**Supplied data**
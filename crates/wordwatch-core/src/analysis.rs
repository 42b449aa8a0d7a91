//! Pass orchestration.
//!
//! A pass is one complete run of the pipeline for a single
//! document-change event: extract text, load reference lists, tokenize
//! and accumulate frequencies, segment paragraphs, compute coverage,
//! select interesting words, and assemble the report. Passes are
//! strictly sequential and single-threaded; a pass either completes
//! with a report or fails atomically with no partial output.

use camino::Utf8Path;

use crate::coverage;
use crate::error::AnalysisResult;
use crate::extract;
use crate::frequency::WordFrequencyModel;
use crate::interesting;
use crate::paragraphs;
use crate::report::StatisticsReport;
use crate::tokenize;
use crate::word_lists::{ListPaths, ReferenceLists};

/// Analyze already-extracted text against loaded reference lists.
///
/// Pure aggregation over the pipeline components; infallible once its
/// inputs exist.
#[tracing::instrument(skip_all, fields(text_len = text.len(), top_n))]
pub fn analyze(text: &str, lists: &ReferenceLists, top_n: usize) -> StatisticsReport {
    let mut model = WordFrequencyModel::new();
    model.ingest(tokenize::tokenize(text));

    // The segmenter re-tokenizes per paragraph from the same raw text.
    let paragraphs = paragraphs::segment(text);

    let vocabulary_coverage = coverage::coverage(&lists.vocabulary, &model);
    let fancy_coverage = coverage::coverage(&lists.fancy, &model);
    let academic_coverage = coverage::categorized_coverage(&lists.academic, &model);
    let interesting_words = interesting::select(&model, top_n);

    let report = StatisticsReport {
        total_words: model.total_words(),
        different_words: model.distinct_words(),
        average_word_length: model.average_word_length(),
        paragraphs,
        interesting_words,
        vocabulary_coverage,
        fancy_coverage,
        academic_coverage,
    };
    tracing::debug!(
        total_words = report.total_words,
        different_words = report.different_words,
        paragraphs = report.paragraphs.len(),
        "analysis complete"
    );
    report
}

/// Run one full analysis pass over a document on disk.
///
/// Reference lists are re-read on every pass so external list edits
/// take effect at the next trigger.
#[tracing::instrument(skip(list_paths), fields(document = %document))]
pub fn run_pass(
    document: &Utf8Path,
    list_paths: &ListPaths,
    top_n: usize,
) -> AnalysisResult<StatisticsReport> {
    let text = extract::extract(document)?;
    let lists = ReferenceLists::load(list_paths)?;
    Ok(analyze(&text, &lists, top_n))
}
//! Command implementations.

use anyhow::bail;
use camino::Utf8PathBuf;
use clap::Args;
use wordwatch_core::Config;
use wordwatch_core::word_lists::ListPaths;

pub mod analyze;
pub mod info;
pub mod watch;

/// Word-list path overrides shared by `watch` and `analyze`.
#[derive(Args, Debug, Default)]
pub struct ListArgs {
    /// General vocabulary list (plain format, one word per line)
    #[arg(long, value_name = "FILE")]
    pub vocabulary_list: Option<Utf8PathBuf>,

    /// Advanced word list (plain format)
    #[arg(long, value_name = "FILE")]
    pub fancy_list: Option<Utf8PathBuf>,

    /// Academic word list (categorized, tab-indented format)
    #[arg(long, value_name = "FILE")]
    pub academic_list: Option<Utf8PathBuf>,
}

impl ListArgs {
    /// Resolve the three word-list paths, CLI flags over config.
    ///
    /// All three must come from somewhere; analysis cannot run with a
    /// partial set.
    pub fn resolve(&self, config: &Config) -> anyhow::Result<ListPaths> {
        let vocabulary = self
            .vocabulary_list
            .clone()
            .or_else(|| config.vocabulary_list.clone());
        let fancy = self.fancy_list.clone().or_else(|| config.fancy_list.clone());
        let academic = self
            .academic_list
            .clone()
            .or_else(|| config.academic_list.clone());

        match (vocabulary, fancy, academic) {
            (Some(vocabulary), Some(fancy), Some(academic)) => Ok(ListPaths {
                vocabulary,
                fancy,
                academic,
            }),
            _ => bail!(
                "word lists not configured: set vocabulary_list, fancy_list, and \
                 academic_list in the config file or pass --vocabulary-list, \
                 --fancy-list, and --academic-list"
            ),
        }
    }
}

#[cfg(test)]
mod tests {
    use super::*;

    #[test]
    fn cli_flags_override_config() {
        let config = Config {
            vocabulary_list: Some(Utf8PathBuf::from("config-vocab.txt")),
            fancy_list: Some(Utf8PathBuf::from("config-fancy.txt")),
            academic_list: Some(Utf8PathBuf::from("config-awl.txt")),
            ..Config::default()
        };
        let args = ListArgs {
            vocabulary_list: Some(Utf8PathBuf::from("cli-vocab.txt")),
            ..ListArgs::default()
        };
        let paths = args.resolve(&config).unwrap();
        assert_eq!(paths.vocabulary.as_str(), "cli-vocab.txt");
        assert_eq!(paths.fancy.as_str(), "config-fancy.txt");
    }

    #[test]
    fn missing_list_is_an_error() {
        let args = ListArgs::default();
        assert!(args.resolve(&Config::default()).is_err());
    }
}
//! Core analysis library for wordwatch.
//!
//! Turns raw document bytes into a [`StatisticsReport`]: word counts,
//! vocabulary coverage against reference word lists, paragraph
//! segmentation, and interesting-word extraction. The engine is
//! independent of how it is triggered (the CLI's watch loop) and how
//! reports are published — those live in the `wordwatch` binary crate.
//!
//! # Modules
//!
//! - [`tokenize`] - Word tokenization
//! - [`word_lists`] - Reference word list loaders
//! - [`frequency`] - Word frequency accumulation
//! - [`paragraphs`] - Heading detection and paragraph segmentation
//! - [`coverage`] - Coverage against reference lists
//! - [`interesting`] - Interesting-word selection
//! - [`report`] - The statistics report
//! - [`analysis`] - Pass orchestration
//! - [`extract`] - Format-specific text extraction
//! - [`config`] - Configuration loading and management
//! - [`error`] - Error types and result aliases
//!
//! # Quick Start
//!
//! ```
//! use wordwatch_core::analysis;
//! use wordwatch_core::word_lists::{CategorizedReferenceList, ReferenceList, ReferenceLists};
//!
//! let lists = ReferenceLists {
//!     vocabulary: ReferenceList::parse("cat\ndog\n"),
//!     fancy: ReferenceList::parse("ephemeral\n"),
//!     academic: CategorizedReferenceList::parse("Verbs\n\trun\n"),
//! };
//! let report = analysis::analyze("## Intro\nthe cat can run", &lists, 10);
//! assert_eq!(report.total_words, 5);
//! ```
#![deny(unsafe_code)]

pub mod analysis;
pub mod config;
pub mod coverage;
pub mod error;
pub mod extract;
pub mod frequency;
pub mod interesting;
pub mod paragraphs;
pub mod report;
pub mod tokenize;
pub mod word_lists;

pub use config::{Config, ConfigLoader, ConfigSources, LogLevel};
pub use error::{AnalysisError, AnalysisResult, ConfigError, ConfigResult};
pub use report::StatisticsReport;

**Task prompt**
Output the listing above in full, exactly as written.

**Finished exercise**
filename crates/wordwatch-core/src/analysis.rs
repository 42b449aa8a0d7a91
//! Pass orchestration.
//!
//! A pass is one complete run of the pipeline for a single
//! document-change event: extract text, load reference lists, tokenize
//! and accumulate frequencies, segment paragraphs, compute coverage,
//! select interesting words, and assemble the report. Passes are
//! strictly sequential and single-threaded; a pass either completes
//! with a report or fails atomically with no partial output.

use camino::Utf8Path;

use crate::coverage;
use crate::error::AnalysisResult;
use crate::extract;
use crate::frequency::WordFrequencyModel;
use crate::interesting;
use crate::paragraphs;
use crate::report::StatisticsReport;
use crate::tokenize;
use crate::word_lists::{ListPaths, ReferenceLists};

/// Analyze already-extracted text against loaded reference lists.
///
/// Pure aggregation over the pipeline components; infallible once its
/// inputs exist.
#[tracing::instrument(skip_all, fields(text_len = text.len(), top_n))]
pub fn analyze(text: &str, lists: &ReferenceLists, top_n: usize) -> StatisticsReport {
    let mut model = WordFrequencyModel::new();
    model.ingest(tokenize::tokenize(text));

    // The segmenter re-tokenizes per paragraph from the same raw text.
    let paragraphs = paragraphs::segment(text);

    let vocabulary_coverage = coverage::coverage(&lists.vocabulary, &model);
    let fancy_coverage = coverage::coverage(&lists.fancy, &model);
    let academic_coverage = coverage::categorized_coverage(&lists.academic, &model);
    let interesting_words = interesting::select(&model, top_n);

    let report = StatisticsReport {
        total_words: model.total_words(),
        different_words: model.distinct_words(),
        average_word_length: model.average_word_length(),
        paragraphs,
        interesting_words,
        vocabulary_coverage,
        fancy_coverage,
        academic_coverage,
    };
    tracing::debug!(
        total_words = report.total_words,
        different_words = report.different_words,
        paragraphs = report.paragraphs.len(),
        "analysis complete"
    );
    report
}

/// Run one full analysis pass over a document on disk.
///
/// Reference lists are re-read on every pass so external list edits
/// take effect at the next trigger.
#[tracing::instrument(skip(list_paths), fields(document = %document))]
pub fn run_pass(
    document: &Utf8Path,
    list_paths: &ListPaths,
    top_n: usize,
) -> AnalysisResult<StatisticsReport> {
    let text = extract::extract(document)?;
    let lists = ReferenceLists::load(list_paths)?;
    Ok(analyze(&text, &lists, top_n))
}
//! Command implementations.

use anyhow::bail;
use camino::Utf8PathBuf;
use clap::Args;
use wordwatch_core::Config;
use wordwatch_core::word_lists::ListPaths;

pub mod analyze;
pub mod info;
pub mod watch;

/// Word-list path overrides shared by `watch` and `analyze`.
#[derive(Args, Debug, Default)]
pub struct ListArgs {
    /// General vocabulary list (plain format, one word per line)
    #[arg(long, value_name = "FILE")]
    pub vocabulary_list: Option<Utf8PathBuf>,

    /// Advanced word list (plain format)
    #[arg(long, value_name = "FILE")]
    pub fancy_list: Option<Utf8PathBuf>,

    /// Academic word list (categorized, tab-indented format)
    #[arg(long, value_name = "FILE")]
    pub academic_list: Option<Utf8PathBuf>,
}

impl ListArgs {
    /// Resolve the three word-list paths, CLI flags over config.
    ///
    /// All three must come from somewhere; analysis cannot run with a
    /// partial set.
    pub fn resolve(&self, config: &Config) -> anyhow::Result<ListPaths> {
        let vocabulary = self
            .vocabulary_list
            .clone()
            .or_else(|| config.vocabulary_list.clone());
        let fancy = self.fancy_list.clone().or_else(|| config.fancy_list.clone());
        let academic = self
            .academic_list
            .clone()
            .or_else(|| config.academic_list.clone());

        match (vocabulary, fancy, academic) {
            (Some(vocabulary), Some(fancy), Some(academic)) => Ok(ListPaths {
                vocabulary,
                fancy,
                academic,
            }),
            _ => bail!(
                "word lists not configured: set vocabulary_list, fancy_list, and \
                 academic_list in the config file or pass --vocabulary-list, \
                 --fancy-list, and --academic-list"
            ),
        }
    }
}

#[cfg(test)]
mod tests {
    use super::*;

    #[test]
    fn cli_flags_override_config() {
        let config = Config {
            vocabulary_list: Some(Utf8PathBuf::from("config-vocab.txt")),
            fancy_list: Some(Utf8PathBuf::from("config-fancy.txt")),
            academic_list: Some(Utf8PathBuf::from("config-awl.txt")),
            ..Config::default()
        };
        let args = ListArgs {
            vocabulary_list: Some(Utf8PathBuf::from("cli-vocab.txt")),
            ..ListArgs::default()
        };
        let paths = args.resolve(&config).unwrap();
        assert_eq!(paths.vocabulary.as_str(), "cli-vocab.txt");
        assert_eq!(paths.fancy.as_str(), "config-fancy.txt");
    }

    #[test]
    fn missing_list_is_an_error() {
        let args = ListArgs::default();
        assert!(args.resolve(&Config::default()).is_err());
    }
}
//! Core analysis library for wordwatch.
//!
//! Turns raw document bytes into a [`StatisticsReport`]: word counts,
//! vocabulary coverage against reference word lists, paragraph
//! segmentation, and interesting-word extraction. The engine is
//! independent of how it is triggered (the CLI's watch loop) and how
//! reports are published — those live in the `wordwatch` binary crate.
//!
//! # Modules
//!
//! - [`tokenize`] - Word tokenization
//! - [`word_lists`] - Reference word list loaders
//! - [`frequency`] - Word frequency accumulation
//! - [`paragraphs`] - Heading detection and paragraph segmentation
//! - [`coverage`] - Coverage against reference lists
//! - [`interesting`] - Interesting-word selection
//! - [`report`] - The statistics report
//! - [`analysis`] - Pass orchestration
//! - [`extract`] - Format-specific text extraction
//! - [`config`] - Configuration loading and management
//! - [`error`] - Error types and result aliases
//!
//! # Quick Start
//!
//! ```
//! use wordwatch_core::analysis;
//! use wordwatch_core::word_lists::{CategorizedReferenceList, ReferenceList, ReferenceLists};
//!
//! let lists = ReferenceLists {
//!     vocabulary: ReferenceList::parse("cat\ndog\n"),
//!     fancy: ReferenceList::parse("ephemeral\n"),
//!     academic: CategorizedReferenceList::parse("Verbs\n\trun\n"),
//! };
//! let report = analysis::analyze("## Intro\nthe cat can run", &lists, 10);
//! assert_eq!(report.total_words, 5);
//! ```
#![deny(unsafe_code)]

pub mod analysis;
pub mod config;
pub mod coverage;
pub mod error;
pub mod extract;
pub mod frequency;
pub mod interesting;
pub mod paragraphs;
pub mod report;
pub mod tokenize;
pub mod word_lists;

pub use config::{Config, ConfigLoader, ConfigSources, LogLevel};
pub use error::{AnalysisError, AnalysisResult, ConfigError, ConfigResult};
pub use report::StatisticsReport;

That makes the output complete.